Homeland Security Secretary Alejandro Mayorkas issued broad new directives to immigration officers on Thursday, stating that being an undocumented immigrant “should not alone be the basis” of a decision to detain and deport someone from the United States.

Mayorkas said in an interview that the Biden administration will continue to prioritize the arrest and deportation of immigrants who pose a threat to national security and public safety, as well as those who have recently crossed a border illegally into the United States.

Mayorkas stated that ICE agents should not attempt to arrest and deport farmworkers, the elderly, and others who were vulnerable to deportation under the Trump administration, which allowed agents to arrest anyone in the United States illegally. He also stated that agents should avoid detaining immigrants who are on their radar because they have spoken out against “unscrupulous” landlords or employers, or because they have participated in public demonstrations. The new rules go into effect on November 29.

However, the secretary gave ICE agents far more leeway in deciding whether to deport someone than officials did in the agency’s interim guidance issued on Feb. 18, which required supervisors to sign off on some deportation cases to make sure agents followed the rules.

Mayorkas said he would monitor data showing agents’ compliance with the guidelines but would not micromanage them.

Mayorkas issued the new instructions to immigration agents at a critical juncture for the country’s 11 million undocumented immigrants, the majority of whom have lived in the country for years, as well as the contentious federal agency in charge of enforcing immigration laws.

President Biden has promised to fight for a path to citizenship for them this year, but talks with Republicans have broken down amid a new influx of migrants at the southwest border, and the Senate has hit back-to-back roadblocks in its attempt to include a legalization process in the budget, with the Senate parliamentarian rejecting another proposal this week.

The Democratic Party’s left wing has called for the abolition of ICE, claiming that it is secretive and difficult to monitor. Hundreds of state and local jurisdictions are so wary of the agency that they have prohibited their police and jails from cooperating with them, claiming that they have sought to remove people who do not pose a threat, such as minivan-driving parents or relatives of people in the military.

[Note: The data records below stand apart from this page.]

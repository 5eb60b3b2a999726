//! Tile layers
//!
//! A [`Layer`] owns one [`GridMap`] and the [`TileInstance`]s placed on it.
//! Every edit keeps the two in step: the grid holds exactly the footprints
//! of the instances, and no two footprints overlap.

use uuid::Uuid;

use crate::brush::{Brush, Placement};
use crate::error::{EditError, LoadError};
use crate::fill;
use crate::format::{LayerJson, TileRecord};
use crate::grid::{cell_count, CellPos, GridMap};
use crate::instance::TileInstance;
use crate::region::RawRegion;
use crate::snapshot::{Snapshot, SnapshotHistory};
use crate::tile::{TileCatalog, TileId};

#[derive(Debug, Clone)]
pub struct Layer {
    name: String,
    pub visible: bool,
    z_index: i32,
    grid: GridMap,
    instances: Vec<TileInstance>,
    history: SnapshotHistory,
    /// Set by edits, cleared when a snapshot is taken
    changed: bool,
}

impl Layer {
    /// Create an empty layer of `size` cells
    pub fn new(name: impl Into<String>, size: (u32, u32), z_index: i32, snapshot_capacity: usize) -> Self {
        let grid = GridMap::new(size);
        let baseline = Snapshot::capture(&grid, &[]);
        Self {
            name: name.into(),
            visible: true,
            z_index,
            grid,
            instances: Vec::new(),
            history: SnapshotHistory::new(snapshot_capacity, baseline),
            changed: false,
        }
    }

    pub fn name(&self) -> &str {
        &self.name
    }

    pub(crate) fn set_name(&mut self, name: String) {
        self.name = name;
    }

    pub fn z_index(&self) -> i32 {
        self.z_index
    }

    /// Set the draw order of the layer and every tile on it
    pub(crate) fn set_z_index(&mut self, z_index: i32) {
        self.z_index = z_index;
        for instance in &mut self.instances {
            instance.z_index = z_index;
        }
    }

    pub fn size(&self) -> (u32, u32) {
        self.grid.size()
    }

    pub fn grid(&self) -> &GridMap {
        &self.grid
    }

    pub fn instances(&self) -> &[TileInstance] {
        &self.instances
    }

    pub fn instance(&self, id: Uuid) -> Option<&TileInstance> {
        self.instances.iter().find(|i| i.id == id)
    }

    /// Instance whose footprint covers `cell`
    pub fn instance_at(&self, cell: CellPos) -> Option<&TileInstance> {
        self.instances.iter().find(|i| i.covers(cell))
    }

    pub fn is_empty(&self) -> bool {
        self.instances.is_empty()
    }

    pub fn has_changed(&self) -> bool {
        self.changed
    }

    pub fn is_dirty(&self) -> bool {
        self.grid.is_dirty()
    }

    pub fn mark_saved(&mut self) {
        self.grid.mark_saved();
    }

    fn spawn(&mut self, pos: CellPos, placements: &[Placement]) -> Vec<Uuid> {
        let created: Vec<TileInstance> = placements
            .iter()
            .map(|p| {
                let anchor = (pos.0 + p.offset.0 as i32, pos.1 + p.offset.1 as i32);
                TileInstance::new(p.tile_id, anchor, p.footprint, self.z_index)
            })
            .collect();
        let ids = created.iter().map(|i| i.id).collect();
        self.instances.extend(created);
        self.changed = true;
        ids
    }

    /// Paint `brush` with its origin at `pos`, returning the new instance ids
    pub fn draw(&mut self, brush: &Brush, pos: CellPos, catalog: &TileCatalog) -> Result<Vec<Uuid>, EditError> {
        let placements = brush.placements(catalog)?;
        if !self.grid.fits(pos, brush.footprint()) {
            return Err(EditError::OutOfBounds);
        }
        if !brush.draw(pos, &mut self.grid, catalog) {
            return Err(EditError::Collision);
        }
        Ok(self.spawn(pos, &placements))
    }

    /// Remove the tile covering `cell`
    pub fn erase(&mut self, cell: CellPos) -> Option<TileInstance> {
        let index = self.instances.iter().position(|i| i.covers(cell))?;
        Some(self.remove_at(index))
    }

    pub fn erase_instance(&mut self, id: Uuid) -> Option<TileInstance> {
        let index = self.instances.iter().position(|i| i.id == id)?;
        Some(self.remove_at(index))
    }

    /// Remove every listed instance; unknown ids are ignored
    pub fn erase_instances(&mut self, ids: &[Uuid]) -> Vec<TileInstance> {
        ids.iter().filter_map(|&id| self.erase_instance(id)).collect()
    }

    fn remove_at(&mut self, index: usize) -> TileInstance {
        let instance = self.instances.remove(index);
        self.grid.erase(instance.pos, instance.footprint);
        self.changed = true;
        instance
    }

    /// Fill the free area around `start` with `brush`, returning the new instance ids.
    ///
    /// A blocked or out-of-bounds start fills nothing.
    pub fn flood_fill(&mut self, brush: &Brush, start: CellPos, catalog: &TileCatalog) -> Result<Vec<Uuid>, EditError> {
        let placements = brush.placements(catalog)?;
        let stamp = brush.stamp(catalog)?;
        let pool = fill::flood_fill(&mut self.grid, &stamp, start);

        let mut created = Vec::new();
        for anchor in pool {
            created.extend(self.spawn(anchor, &placements));
        }
        Ok(created)
    }

    /// Ids of instances whose footprint overlaps the rectangle spanned by two corner cells
    pub fn instances_in_rect(&self, p1: CellPos, p2: CellPos) -> Vec<Uuid> {
        let lb = (p1.0.min(p2.0), p1.1.min(p2.1));
        let rt = (p1.0.max(p2.0) + 1, p1.1.max(p2.1) + 1);
        self.instances
            .iter()
            .filter(|i| i.intersects(lb, rt))
            .map(|i| i.id)
            .collect()
    }

    /// Lift the listed instances into a region; `None` if none of them are on this layer
    pub fn select_instances(&self, ids: &[Uuid]) -> Option<RawRegion> {
        RawRegion::from_instances(self.instances.iter().filter(|i| ids.contains(&i.id)))
    }

    /// Region of every instance touching the rectangle spanned by two corner cells
    pub fn select_area(&self, p1: CellPos, p2: CellPos) -> Option<RawRegion> {
        self.select_instances(&self.instances_in_rect(p1, p2))
    }

    /// Whether every tile of `region` still sits where the region recorded it
    fn region_is_current(&self, region: &RawRegion) -> bool {
        region.tiles().iter().all(|t| {
            self.instance(t.instance)
                .is_some_and(|i| i.pos == region.tile_position(t) && i.tile_id == t.tile_id)
        })
    }

    /// Shift the tiles of `region` by `offset`.
    ///
    /// On success the instances and the region anchor both move. On failure
    /// the grid, the instances and the anchor are unchanged. A zero offset
    /// does nothing and returns false.
    pub fn try_move(&mut self, region: &mut RawRegion, offset: CellPos) -> bool {
        if offset == (0, 0) {
            return false;
        }
        if !self.region_is_current(region) {
            tracing::warn!("Layer '{}': selection is stale, move ignored", self.name);
            return false;
        }
        if !self.grid.can_move(region, offset) {
            return false;
        }
        for instance in &mut self.instances {
            if region.contains_instance(instance.id) {
                instance.pos = (instance.pos.0 + offset.0, instance.pos.1 + offset.1);
            }
        }
        self.changed = true;
        true
    }

    /// Stamp a copy of `region` with its anchor at `dest`, creating fresh instances
    pub fn try_copy(&mut self, region: &RawRegion, dest: CellPos) -> Result<Vec<Uuid>, EditError> {
        if region.is_empty() {
            return Err(EditError::EmptyRegion);
        }
        if !self.grid.fits(dest, region.size()) {
            return Err(EditError::OutOfBounds);
        }
        if !self.grid.draw(dest, region.stamp()) {
            return Err(EditError::Collision);
        }
        let placements: Vec<Placement> = region
            .tiles()
            .iter()
            .map(|t| Placement {
                offset: t.offset,
                tile_id: t.tile_id,
                footprint: t.footprint,
            })
            .collect();
        Ok(self.spawn(dest, &placements))
    }

    /// Checkpoint the current state
    pub fn save_snapshot(&mut self) {
        self.history
            .record(Snapshot::capture(&self.grid, &self.instances));
        self.changed = false;
    }

    /// Checkpoint only if something was edited since the last checkpoint
    pub fn save_snapshot_when_changed(&mut self) -> bool {
        if !self.changed {
            return false;
        }
        self.save_snapshot();
        true
    }

    /// Return to the previous checkpoint. False when there is nothing to
    /// undo, or the checkpoint holds a tile the catalog no longer has.
    pub fn restore_snapshot(&mut self, catalog: &TileCatalog) -> bool {
        let Some(latest) = self.history.latest() else {
            return false;
        };
        if let Some(tile_id) = latest.positions().values().find(|&&t| !catalog.contains(t)) {
            tracing::warn!("Layer '{}': snapshot references unknown tile {}", self.name, tile_id);
            return false;
        }
        let Some(snapshot) = self.history.undo() else {
            return false;
        };

        self.grid = snapshot.grid().clone();
        self.grid.mark_dirty();
        self.instances.clear();
        for (&pos, &tile_id) in snapshot.positions() {
            let Some(footprint) = catalog.footprint(tile_id) else {
                continue;
            };
            self.instances
                .push(TileInstance::new(tile_id, pos, footprint, self.z_index));
        }
        self.changed = false;
        tracing::debug!("Layer '{}': restored snapshot, {} left", self.name, self.history.len());
        true
    }

    pub fn snapshot_count(&self) -> usize {
        self.history.len()
    }

    /// Drop undo entries that mention `tile`; the layer itself must no longer use it
    pub fn remove_snapshots_needing_tile(&mut self, tile: TileId) -> usize {
        let (grid, instances) = (&self.grid, &self.instances);
        self.history
            .remove_needing_tile(tile, || Snapshot::capture(grid, instances))
    }

    /// Forget the undo history and checkpoint the current state
    pub fn clear_snapshots(&mut self) {
        self.history
            .reset(Snapshot::capture(&self.grid, &self.instances));
        self.changed = false;
    }

    pub fn needs_tile(&self, tile: TileId) -> bool {
        self.instances.iter().any(|i| i.tile_id == tile) || self.grid.contains_tile(tile)
    }

    /// Bounding box of all placed tiles as (lower-left, one past top-right)
    pub fn content_bounds(&self) -> Option<(CellPos, CellPos)> {
        let lb = (
            self.instances.iter().map(|i| i.pos.0).min()?,
            self.instances.iter().map(|i| i.pos.1).min()?,
        );
        let rt = (
            self.instances.iter().map(|i| i.upper_bound().0).max()?,
            self.instances.iter().map(|i| i.upper_bound().1).max()?,
        );
        Some((lb, rt))
    }

    /// Rebuild on a `new_size` grid keeping the `lb..rt` area at the new origin.
    /// The caller guarantees every tile lies inside `lb..rt`.
    pub(crate) fn adjust(&mut self, new_size: (u32, u32), lb: CellPos, rt: CellPos) {
        self.grid = self.grid.resized(new_size, lb, rt);
        for instance in &mut self.instances {
            instance.pos = (instance.pos.0 - lb.0, instance.pos.1 - lb.1);
        }
        self.clear_snapshots();
    }

    /// Same contents under new instance ids, with a fresh history
    pub fn duplicate(&self, snapshot_capacity: usize) -> Layer {
        let mut grid = self.grid.clone();
        grid.mark_dirty();
        let instances: Vec<TileInstance> = self
            .instances
            .iter()
            .map(|i| TileInstance::new(i.tile_id, i.pos, i.footprint, i.z_index))
            .collect();
        let baseline = Snapshot::capture(&grid, &instances);
        Layer {
            name: self.name.clone(),
            visible: self.visible,
            z_index: self.z_index,
            grid,
            instances,
            history: SnapshotHistory::new(snapshot_capacity, baseline),
            changed: false,
        }
    }

    /// Serialize for a room at world position `origin`
    pub fn to_json(&self, origin: CellPos) -> LayerJson {
        LayerJson {
            name: self.name.clone(),
            pos: origin,
            size: self.grid.size(),
            index: self.z_index,
            tiles: self
                .instances
                .iter()
                .map(|i| TileRecord {
                    pos: i.pos,
                    tile_id: i.tile_id,
                })
                .collect(),
        }
    }

    /// Rebuild a layer of `size` cells by re-stamping every recorded tile
    pub fn from_json(
        json: &LayerJson,
        size: (u32, u32),
        catalog: &TileCatalog,
        snapshot_capacity: usize,
    ) -> Result<Layer, LoadError> {
        if cell_count(size).is_none() {
            return Err(LoadError::TooLarge(json.name.clone()));
        }
        let mut layer = Layer::new(json.name.clone(), size, json.index, snapshot_capacity);
        for record in &json.tiles {
            let stamp = catalog.stamp(record.tile_id).ok_or_else(|| LoadError::UnknownTile {
                layer: json.name.clone(),
                tile: record.tile_id,
            })?;
            if !layer.grid.fits(record.pos, stamp.size()) {
                return Err(LoadError::OutOfBounds {
                    layer: json.name.clone(),
                    pos: record.pos,
                });
            }
            if !layer.grid.draw(record.pos, &stamp) {
                return Err(LoadError::Collision {
                    layer: json.name.clone(),
                    pos: record.pos,
                });
            }
            layer.instances.push(TileInstance::new(
                record.tile_id,
                record.pos,
                stamp.size(),
                json.index,
            ));
        }
        layer.grid.mark_saved();
        layer.clear_snapshots();
        Ok(layer)
    }
}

Republicans have blasted ICE for a dramatic drop in immigration arrests this year, and they have filed lawsuits against the Biden administration, alleging that it has abdicated its responsibility to enforce federal immigration laws. The number of immigration arrests decreased from 6,000 in December to 3,600 in August, according to ICU data.

Republicans in Texas and other states have filed lawsuits seeking to overturn the agency’s enforcement priorities and compel the Biden administration to fully enforce civil immigration laws. A federal judge in Texas blocked ICE’s Feb. 18 priorities, calling them “suffocating,” in August, though an appeals court has since largely allowed them to take effect as the lawsuit moves forward.

Mayorkas stated that he wants to refocus ICE’s public safety mission by training agents in the use of “prosecutorial discretion,” which involves weighing pros and cons when deciding whether to detain and deport someone. He claimed that as a former U.S. attorney prosecuting crimes in Southern California, he used similar tactics, and that ICE’s workforce simply does not have the resources to deport all 11 million people.

The ICE guidelines issued on February 18 gave immigration officers more specific instructions on who to arrest and deport. The guidance effectively prohibited deporting immigrants unless they were violent gang members or aggravated felons.

In the new memo, Mayorkas, however, stated that “whether a noncitizen poses a current threat to public safety is not to be determined by bright lines or categories.”

Immigrant advocates have chastised the Biden administration for allowing detention levels to rise from around 15,000 to nearly 24,000 people per day, despite promising to limit detention. Mayorkas, on the other hand, claims that immigration arrests have changed. The vast majority of those detained have recently crossed the southwest border and are still deportable under the new rules. He also stated that the number of arrests of serious criminals has increased.